Domenico Moro
Commento n. 238 - 7 dicembre 2021
Il 23 novembre scorso, otto giorni dopo che il Consiglio dei ministri dell’UE aveva esaminato la prima bozza dello Strategic Compass, il Capo di Stato maggiore dell’Aeronautica militare, generale Luca Goretti, ha preso parte ad un’audizione davanti alle Commissioni Difesa riunite di Camera e Senato, sulla partecipazione italiana al progetto Tempest. Il contenuto dell’audizione è indicativo delle scelte che attendono la classe politica italiana nei prossimi mesi.
Il gen. Goretti, sollecitato da due domande della Presidente della Commissione difesa del Senato, Roberta Pinotti, che gli chiedeva se il Tempest e il Future Combat Air System (FCAS) franco-tedesco-spagnolo, potessero convergere in un unico progetto europeo, ha fornito due precisazioni.
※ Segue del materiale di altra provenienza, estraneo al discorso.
//! Rasterises a [`DisplayList`] onto an RGBA frame with imageproc.

use std::path::Path;

use ab_glyph::{FontArc, PxScale};
use image::{Rgba, RgbaImage};
use imageproc::drawing::{draw_filled_circle_mut, draw_line_segment_mut, draw_text_mut};

use crate::scene::{DisplayList, Primitive};
use crate::style::OverlayStyle;
use crate::OverlayError;

const BACKGROUND: Rgba<u8> = Rgba([30, 30, 46, 255]);

pub struct Painter {
    font: Option<FontArc>,
    scale: PxScale,
}

impl Painter {
    /// Loads the style's label font if one is set.
    pub fn new(style: &OverlayStyle) -> Result<Self, OverlayError> {
        let font = match &style.font {
            Some(path) => Some(load_font(path)?),
            None => None,
        };
        Ok(Self { font, scale: PxScale::from(style.label_scale) })
    }

    pub fn has_font(&self) -> bool { self.font.is_some() }

    pub fn paint(&self, list: &DisplayList, img: &mut RgbaImage) {
        let mut skipped = 0usize;
        for p in &list.primitives {
            match p {
                Primitive::Line { from, to, color, width } => {
                    thick_line(img, (from.x as f32, from.y as f32), (to.x as f32, to.y as f32), Rgba(*color), *width)
                }
                Primitive::Dot { center, radius, color } => {
                    draw_filled_circle_mut(img, (center.x as i32, center.y as i32), *radius, Rgba(*color))
                }
                Primitive::Label { anchor, text, color } => match &self.font {
                    Some(font) => {
                        let top = anchor.y - f64::from(self.scale.y);
                        draw_text_mut(img, Rgba(*color), anchor.x as i32, top as i32, self.scale, font, text)
                    }
                    None => skipped += 1,
                },
            }
        }
        if skipped > 0 {
            tracing::debug!(skipped, "labels not drawn, no font configured");
        }
    }
}

/// Dark canvas used when no video frame is available.
pub fn blank_canvas(width: u32, height: u32) -> RgbaImage { RgbaImage::from_pixel(width, height, BACKGROUND) }

/// Decodes a still frame to draw over.
pub fn load_background(path: &Path) -> Result<RgbaImage, OverlayError> { Ok(image::open(path)?.to_rgba8()) }

pub fn save_png(img: &RgbaImage, path: &Path) -> Result<(), OverlayError> {
    img.save_with_format(path, image::ImageFormat::Png)?;
    Ok(())
}

fn load_font(path: &Path) -> Result<FontArc, OverlayError> {
    let bytes = std::fs::read(path)?;
    FontArc::try_from_vec(bytes).map_err(|_| OverlayError::InvalidFont(path.to_path_buf()))
}

/// Offset copies of a one-pixel line, spread perpendicular to its main axis.
fn thick_line(img: &mut RgbaImage, from: (f32, f32), to: (f32, f32), color: Rgba<u8>, width: u32) {
    let horizontal = (to.0 - from.0).abs() >= (to.1 - from.1).abs();
    let half = (width.max(1) as i32 - 1) / 2;
    let spread = width.max(1) as i32 - 1 - half;
    for o in -half..=spread {
        let o = o as f32;
        if horizontal {
            draw_line_segment_mut(img, (from.0, from.1 + o), (to.0, to.1 + o), color);
        } else {
            draw_line_segment_mut(img, (from.0 + o, from.1), (to.0 + o, to.1), color);
        }
    }
}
La prima, secondo cui la collaborazione anglo-italiana (cui si è poi aggiunta la Svezia) è stata sostenuta dall’Italia con l’ambiziosa intenzione di fare da “trait d’union tra la NATO e l’Unione europea, a garanzia di una piena interoperabilità con gli altri Paesi alleati, e di un potenziala accesso ai fondi di sviluppo dedicati alla nascente difesa europea”. Questo è, forse, vero per la NATO e se gli USA non si doteranno di un proprio velivolo di cosiddetta “sesta generazione”, ma sembra ben più difficile per l’UE, che si sta muovendo in una diversa direzione.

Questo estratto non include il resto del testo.